TASK PROMPT. Say how many lines in the following data hold the word "collect". Write nothing but that number.

_ _ _

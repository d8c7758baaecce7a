use std::fs::File;
use std::io::{self, Write};
use std::path::PathBuf;
use std::process::ExitCode;
use std::time::{Duration, Instant};

use anyhow::Context;
use clap::Parser;
use console::style;

use scenecut::decode::{Decoder, Y4mDecoder};
use scenecut::format::{OutputFormat, write_scenes};
use scenecut::{DetectionOptions, Progress, detect_scene_changes};

#[derive(Parser, Debug)]
#[command(
    name = "scenecut",
    version,
    about = "Detects scene-change boundaries in a video file"
)]
struct Cli {
    /// Input video file (y4m)
    input: PathBuf,

    /// Write the cut list to a file instead of standard output
    #[arg(short, long)]
    output: Option<PathBuf>,

    /// Output format: json, csv, aegisub, or timecode
    #[arg(short, long, default_value = "json")]
    format: String,

    /// Detection sensitivity: low, medium, or high
    #[arg(short, long, default_value = "medium")]
    sensitivity: String,

    /// Motion search window: auto, small, medium, or large
    #[arg(long, default_value = "auto")]
    search_range: String,

    /// Suppress progress and log output
    #[arg(short, long)]
    quiet: bool,

    /// Enable debug logging
    #[arg(short, long)]
    verbose: bool,
}

fn main() -> ExitCode {
    let cli = match Cli::try_parse() {
        Ok(cli) => cli,
        Err(err) => {
            let _ = err.print();
            // --help and --version are not failures
            return if err.use_stderr() {
                ExitCode::FAILURE
            } else {
                ExitCode::SUCCESS
            };
        }
    };

    match run(&cli) {
        Ok(()) => ExitCode::SUCCESS,
        Err(err) => {
            eprintln!("{} {err:#}", style("error:").red().bold());
            ExitCode::FAILURE
        }
    }
}

fn run(cli: &Cli) -> anyhow::Result<()> {
    setup_logger(cli.quiet, cli.verbose)?;

    let options = DetectionOptions {
        sensitivity: cli.sensitivity.parse()?,
        search_range: cli.search_range.parse()?,
        ..DetectionOptions::default()
    };
    let format: OutputFormat = cli.format.parse()?;

    let mut decoder = Y4mDecoder::open(&cli.input)
        .with_context(|| format!("failed to open {}", cli.input.display()))?;
    let metadata = decoder.metadata();
    log::debug!(
        "input {}x{} @ {} fps, {:?} frames",
        metadata.width,
        metadata.height,
        metadata.fps,
        metadata.total_frames
    );

    let show_progress = !cli.quiet && console::user_attended_stderr();
    let mut last_tick: Option<Instant> = None;
    let mut progress_line = |progress: &Progress| {
        let now = Instant::now();
        if last_tick.is_some_and(|tick| now.duration_since(tick) < Duration::from_millis(250)) {
            return;
        }
        last_tick = Some(now);
        match (progress.percent, progress.eta_seconds) {
            (Some(percent), Some(eta)) => eprint!(
                "\r  {} frame {} ({percent:.1}%, eta {eta:.0}s)   ",
                style("Analyzing").yellow(),
                progress.current_frame
            ),
            _ => eprint!(
                "\r  {} frame {}   ",
                style("Analyzing").yellow(),
                progress.current_frame
            ),
        }
        let _ = io::stderr().flush();
    };

    let start = Instant::now();
    let result = detect_scene_changes(
        &mut decoder,
        &options,
        show_progress.then_some(&mut progress_line as &mut dyn FnMut(&Progress)),
        None,
    )?;

    if !cli.quiet {
        eprintln!(
            "\r  {} {} scene changes across {} frames in {:.2}s",
            style("Found").green(),
            result.scenes.len(),
            result.total_frames,
            start.elapsed().as_secs_f64()
        );
    }

    match &cli.output {
        Some(path) => {
            let mut file = File::create(path)
                .with_context(|| format!("failed to create {}", path.display()))?;
            write_scenes(&result, format, &mut file)?;
        }
        None => {
            let stdout = io::stdout();
            let mut lock = stdout.lock();
            write_scenes(&result, format, &mut lock)?;
        }
    }

    Ok(())
}

fn setup_logger(quiet: bool, verbose: bool) -> anyhow::Result<()> {
    let level = if quiet {
        log::LevelFilter::Off
    } else if verbose {
        log::LevelFilter::Debug
    } else {
        log::LevelFilter::Warn
    };
    fern::Dispatch::new()
        .format(|out, message, record| {
            out.finish(format_args!("[{}] {}", record.level(), message));
        })
        .level(level)
        .chain(std::io::stderr())
        .apply()?;
    Ok(())
}
#![allow(clippy::unwrap_used, reason = "allow in test files")]

use std::num::NonZeroUsize;

use rand::{Rng, SeedableRng};
use rand_xoshiro::Xoshiro128StarStar;

use super::{rust, sad_8x8, sad_16x16};

fn pitch(p: usize) -> NonZeroUsize {
    NonZeroUsize::new(p).unwrap()
}

#[test]
fn identical_blocks_have_zero_sad() {
    let block = vec![173u8; 16 * 16];
    assert_eq!(sad_16x16(&block, pitch(16), &block, pitch(16)), 0);
    assert_eq!(sad_8x8(&block, pitch(16), &block, pitch(16)), 0);
}

#[test]
fn max_contrast_16x16() {
    let black = vec![0u8; 16 * 16];
    let white = vec![255u8; 16 * 16];
    assert_eq!(sad_16x16(&black, pitch(16), &white, pitch(16)), 256 * 255);
}

#[test]
fn max_contrast_8x8() {
    let black = vec![0u8; 8 * 8];
    let white = vec![255u8; 8 * 8];
    assert_eq!(sad_8x8(&black, pitch(8), &white, pitch(8)), 64 * 255);
}

#[test]
fn sad_is_symmetric() {
    let mut rng = Xoshiro128StarStar::from_seed(*b"deadbeeflolcakes");
    let src: Vec<u8> = (0..16 * 16).map(|_| rng.random()).collect();
    let ref_: Vec<u8> = (0..16 * 16).map(|_| rng.random()).collect();
    assert_eq!(
        sad_16x16(&src, pitch(16), &ref_, pitch(16)),
        sad_16x16(&ref_, pitch(16), &src, pitch(16)),
    );
}

#[test]
fn respects_pitch() {
    // Two 8x8 blocks embedded side by side in a pitch-32 buffer
    let mut buf = vec![0u8; 32 * 8];
    for y in 0..8 {
        for x in 0..8 {
            buf[y * 32 + x] = 10;
            buf[y * 32 + 16 + x] = 14;
        }
    }
    assert_eq!(sad_8x8(&buf, pitch(32), &buf[16..], pitch(32)), 64 * 4);
}

#[test]
fn known_small_case() {
    // Row-varying difference: |1-0|, |3-1|, ... summed by hand over 8x8
    let src: Vec<u8> = (0..64).map(|i| (i % 8) as u8).collect();
    let ref_: Vec<u8> = (0..64).map(|i| (2 * (i % 8)) as u8).collect();
    // per row: 0+1+2+...+7 = 28
    assert_eq!(sad_8x8(&src, pitch(8), &ref_, pitch(8)), 8 * 28);
}

#[test]
fn dispatch_matches_scalar_reference() {
    let mut rng = Xoshiro128StarStar::from_seed(*b"deadbeeflolcakes");
    let src: Vec<u8> = (0..64 * 64).map(|_| rng.random()).collect();
    let ref_: Vec<u8> = (0..64 * 64).map(|_| rng.random()).collect();
    let p = pitch(64);

    for offset in [0usize, 1, 17, 64 * 3 + 5] {
        assert_eq!(
            sad_16x16(&src[offset..], p, &ref_[offset..], p),
            rust::get_sad::<16, 16>(&src[offset..], p, &ref_[offset..], p),
        );
        assert_eq!(
            sad_8x8(&src[offset..], p, &ref_[offset..], p),
            rust::get_sad::<8, 8>(&src[offset..], p, &ref_[offset..], p),
        );
    }
}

_ _ _

RESULT OF THE TASK. 6